Using Database Mirroring
SQL Server Native Client (SNAC) is not supported beyond SQL Server 2012. Avoid using SNAC in new development work, and plan to modify applications that currently use it. The Microsoft ODBC Driver for SQL Server provides native connectivity from Windows to Microsoft SQL Server and Microsoft Azure SQL Database.
Database mirroring, introduced in SQL Server 2005, is a solution for increasing database availability and data redundancy. SQL Server Native Client provides implicit support for database mirroring, so the developer does not need to write any code or take any other action once it has been configured for the database.
Database mirroring, which is implemented on a per-database basis, keeps a copy of a SQL Server production database on a standby server. This server is either a hot or warm standby server, depending on the configuration and state of the database mirroring session. A hot standby server supports rapid failover with no loss of committed transactions, and a warm standby server supports forcing service (with possible data loss).
The production database is called the principal database, and the standby copy is called the mirror database. The principal database and mirror database must reside on separate instances of SQL Server (server instances), and they should reside on separate computers if possible.
The production server instance, called the principal server, communicates with the standby server instance, called the mirror server. The principal and mirror servers act as partners within a database mirroring session. If the principal server fails, the mirror server can make its database into the principal database through a process called failover. For example, Partner_A and Partner_B are two partner servers, with the principal database initially on Partner_A as principal server, and the mirror database residing on Partner_B as the mirror server. If Partner_A goes offline, the database on Partner_B can fail over to become the current principal database. When Partner_A rejoins the mirroring session, it becomes the mirror server and its database becomes the mirror database.
Alternative database mirroring configurations offer different levels of performance and data safety, and support different forms of failover. For more information, see Database Mirroring (SQL Server).
It is possible to use an alias when specifying the mirror database name.
When the principal database server fails, the client application receives errors in response to API calls, which indicate that the connection to the database has been lost. When this happens, any uncommitted changes to the database are lost and the current transaction is rolled back. If this occurs, the application should close the connection (or release the data source object) and re-open it. The connection is transparently re-directed to the mirror database, which now acts as the principal server.

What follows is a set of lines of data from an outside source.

use rand::{Rng, seq::IndexedRandom};

use crate::state::room::Room;

/// Pick the participant who should hold the Mastermind token next.
///
/// Scans `player_order` cyclically, starting right after the current Mastermind
/// (or from the beginning when there is none or it is no longer listed), and
/// returns the first online participant. Falls back to a random online
/// participant, or `None` when nobody is online.
pub fn next_mastermind<R: Rng + ?Sized>(room: &Room, rng: &mut R) -> Option<String> {
    let order = &room.player_order;
    let start = room
        .mastermind_id
        .as_ref()
        .and_then(|current| order.iter().position(|id| id == current))
        .map(|index| index + 1)
        .unwrap_or(0);

    let is_online = |id: &String| room.players.get(id).is_some_and(|player| player.is_online);

    let next = (0..order.len())
        .filter_map(|offset| order.get((start + offset) % order.len()))
        .find(|id| is_online(*id))
        .cloned();

    next.or_else(|| random_online(room, rng))
}

/// Uniformly pick one online participant.
pub fn random_online<R: Rng + ?Sized>(room: &Room, rng: &mut R) -> Option<String> {
    room.online_ids().choose(rng).cloned()
}

#[cfg(test)]
mod tests {
    use rand::{SeedableRng, rngs::StdRng};

    use super::*;
    use crate::state::room::Player;

    fn room_with(ids: &[&str]) -> Room {
        let mut players = ids.iter().map(|id| {
            Player::new(id.to_string(), id.to_uppercase(), "char1".into(), "#fff".into())
        });
        let mut room = Room::new("room".into(), players.next().unwrap(), false);
        for player in players {
            room.player_order.push(player.id.clone());
            room.players.insert(player.id.clone(), player);
        }
        room
    }

    fn set_offline(room: &mut Room, id: &str) {
        room.players.get_mut(id).unwrap().is_online = false;
    }

    #[test]
    fn full_cycle_visits_every_online_player_once() {
        let mut room = room_with(&["a", "b", "c", "d", "e"]);
        set_offline(&mut room, "c");
        let mut rng = StdRng::seed_from_u64(7);

        room.mastermind_id = Some("a".into());
        let mut visited = Vec::new();
        for _ in 0..4 {
            let next = next_mastermind(&room, &mut rng).unwrap();
            visited.push(next.clone());
            room.mastermind_id = Some(next);
        }
        assert_eq!(visited, vec!["b", "d", "e", "a"]);
    }

    #[test]
    fn offline_mastermind_hands_over_to_next_in_order() {
        let mut room = room_with(&["a", "b", "c", "d", "e"]);
        room.mastermind_id = Some("b".into());
        set_offline(&mut room, "b");
        let mut rng = StdRng::seed_from_u64(1);

        assert_eq!(next_mastermind(&room, &mut rng).as_deref(), Some("c"));
    }

    #[test]
    fn wraps_around_the_order() {
        let mut room = room_with(&["a", "b", "c"]);
        room.mastermind_id = Some("c".into());
        let mut rng = StdRng::seed_from_u64(1);

        assert_eq!(next_mastermind(&room, &mut rng).as_deref(), Some("a"));
    }

    #[test]
    fn unknown_mastermind_starts_from_the_beginning() {
        let mut room = room_with(&["a", "b", "c"]);
        room.mastermind_id = Some("ghost".into());
        set_offline(&mut room, "a");
        let mut rng = StdRng::seed_from_u64(1);

        assert_eq!(next_mastermind(&room, &mut rng).as_deref(), Some("b"));
    }

    #[test]
    fn falls_back_to_random_online_player_outside_the_order() {
        let mut room = room_with(&["a", "b"]);
        room.player_order = vec!["a".into()];
        set_offline(&mut room, "a");
        let mut rng = StdRng::seed_from_u64(3);

        assert_eq!(next_mastermind(&room, &mut rng).as_deref(), Some("b"));
    }

    #[test]
    fn nobody_online_yields_none() {
        let mut room = room_with(&["a", "b"]);
        set_offline(&mut room, "a");
        set_offline(&mut room, "b");
        let mut rng = StdRng::seed_from_u64(3);

        assert!(next_mastermind(&room, &mut rng).is_none());
    }
}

When a connection is established, the principal server sends the identity of its failover partner to the client to be used when failover occurs. Where an application tried to establish a connection after the principal server failed, the client does not know the identity of the failover partner. To allow clients the opportunity to cope with this scenario, an initialization property and an associated connection string keyword allow the client to specify the identity of the failover partner on its own. The client attribute is used only in this scenario; if the principal server is available, it is not used. If the failover partner server supplied by the client does not refer to a server acting as a failover partner, the connection is refused by the server. To allow applications to adapt to configuration changes, the identity of the actual failover partner can be determined by inspecting the attribute after the connection has been established. You should consider caching the partner information to update the connection string or devise a retry strategy in the event that the first attempt at making a connection fails.

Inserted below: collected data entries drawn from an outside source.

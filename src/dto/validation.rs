//! Validation helpers for DTOs.

use validator::ValidationError;

/// Longest display name accepted, in characters.
pub const MAX_DISPLAY_NAME_LENGTH: usize = 32;

/// Validates that a display name has visible characters and is not too long.
///
/// ```ignore
/// validate_display_name("Alice") // Ok
/// validate_display_name("   ")   // Err - blank
/// ```
pub fn validate_display_name(name: &str) -> Result<(), ValidationError> {
    let trimmed = name.trim();
    if trimmed.is_empty() {
        let mut err = ValidationError::new("display_name_blank");
        err.message = Some("Display name cannot be blank".into());
        return Err(err);
    }

    let length = trimmed.chars().count();
    if length > MAX_DISPLAY_NAME_LENGTH {
        let mut err = ValidationError::new("display_name_length");
        err.message = Some(
            format!(
                "Display name must be at most {MAX_DISPLAY_NAME_LENGTH} characters (got {length})"
            )
            .into(),
        );
        return Err(err);
    }

    Ok(())
}

/// Validates that an identifier sent by a client is not blank.
pub fn validate_identifier(id: &str) -> Result<(), ValidationError> {
    if id.trim().is_empty() {
        let mut err = ValidationError::new("identifier_blank");
        err.message = Some("Identifier cannot be blank".into());
        return Err(err);
    }
    Ok(())
}
use std::time::SystemTime;
use time::{OffsetDateTime, format_description::well_known::Rfc3339};

pub mod health;
pub mod room;
pub mod validation;
pub mod view;

fn format_system_time(time: SystemTime) -> String {
    OffsetDateTime::from(time)
        .format(&Rfc3339)
        .unwrap_or_else(|_| "invalid-timestamp".into())
}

Mirroring is a feature of the database. Applications that use multiple databases might not be able to exploit this feature.
In addition, server names are case insensitive, but database names are case sensitive. You should therefore make sure that you use the same casing in DSNs and connection strings.

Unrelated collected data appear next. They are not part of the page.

use std::sync::{
    Arc,
    atomic::{AtomicU64, Ordering},
};

use dashmap::{DashMap, DashSet, mapref::entry::Entry};
use futures::future::BoxFuture;

use crate::{
    dao::{
        models::{Revision, StoredRoom},
        room_store::RoomStore,
        storage::{StorageError, StorageResult},
    },
    state::room::Room,
};

/// Process-local store, the default backend and the one used by tests.
#[derive(Clone, Default)]
pub struct MemoryRoomStore {
    inner: Arc<Inner>,
}

#[derive(Default)]
struct Inner {
    rooms: DashMap<String, StoredRoom>,
    public: DashSet<String>,
    last_revision: AtomicU64,
}

impl MemoryRoomStore {
    pub fn new() -> Self {
        Self::default()
    }
}

impl RoomStore for MemoryRoomStore {
    fn load(&self, room_id: &str) -> BoxFuture<'static, StorageResult<Option<StoredRoom>>> {
        let stored = self.inner.rooms.get(room_id).map(|entry| entry.value().clone());
        Box::pin(async move { Ok(stored) })
    }

    fn save(
        &self,
        room: Room,
        expected: Option<Revision>,
    ) -> BoxFuture<'static, StorageResult<Revision>> {
        let inner = self.inner.clone();
        Box::pin(async move {
            let revision = Revision::new(
                (inner.last_revision.fetch_add(1, Ordering::Relaxed) + 1).to_string(),
            );
            let room_id = room.id.clone();
            let stored = StoredRoom {
                room,
                revision: revision.clone(),
            };

            match inner.rooms.entry(room_id.clone()) {
                Entry::Occupied(mut entry) if Some(&entry.get().revision) == expected.as_ref() => {
                    entry.insert(stored);
                }
                Entry::Vacant(entry) if expected.is_none() => {
                    entry.insert(stored);
                }
                _ => return Err(StorageError::Conflict { room_id }),
            }
            Ok(revision)
        })
    }

    fn delete(&self, room_id: &str) -> BoxFuture<'static, StorageResult<()>> {
        self.inner.rooms.remove(room_id);
        self.inner.public.remove(room_id);
        Box::pin(async { Ok(()) })
    }

    fn add_public(&self, room_id: &str) -> BoxFuture<'static, StorageResult<()>> {
        self.inner.public.insert(room_id.to_string());
        Box::pin(async { Ok(()) })
    }

    fn remove_public(&self, room_id: &str) -> BoxFuture<'static, StorageResult<()>> {
        self.inner.public.remove(room_id);
        Box::pin(async { Ok(()) })
    }

    fn list_public(&self) -> BoxFuture<'static, StorageResult<Vec<String>>> {
        let ids = self
            .inner
            .public
            .iter()
            .map(|entry| entry.key().clone())
            .collect();
        Box::pin(async move { Ok(ids) })
    }

    fn health_check(&self) -> BoxFuture<'static, StorageResult<()>> {
        Box::pin(async { Ok(()) })
    }
}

The SQL Server Native Client OLE DB provider supports database mirroring through connection and connection string attributes. The SSPROP_INIT_FAILOVERPARTNER property has been added to the DBPROPSET_SQLSERVERDBINIT property set, and the FailoverPartner keyword is a new connection string attribute for DBPROP_INIT_PROVIDERSTRING. For more information, see Using Connection String Keywords with SQL Server Native Client.
The failover cache is maintained as long as the provider is loaded, which is until CoUninitialize is called or as long as the application has a reference to some object managed by the SQL Server Native Client OLE DB provider such as a data source object.
For details about SQL Server Native Client OLE DB provider support for database mirroring, see Initialization and Authorization Properties.
The SQL Server Native Client ODBC driver supports database mirroring through connection and connection string attributes. Specifically, the SQL_COPT_SS_FAILOVER_PARTNER attribute has been added for use with the SQLSetConnectAttr and SQLGetConnectAttr functions; and the Failover_Partner keyword has been added as a new connection string attribute.
The failover cache is maintained as long as the application has at least one environment handle allocated. Conversely, it is lost when the last environment handle is deallocated.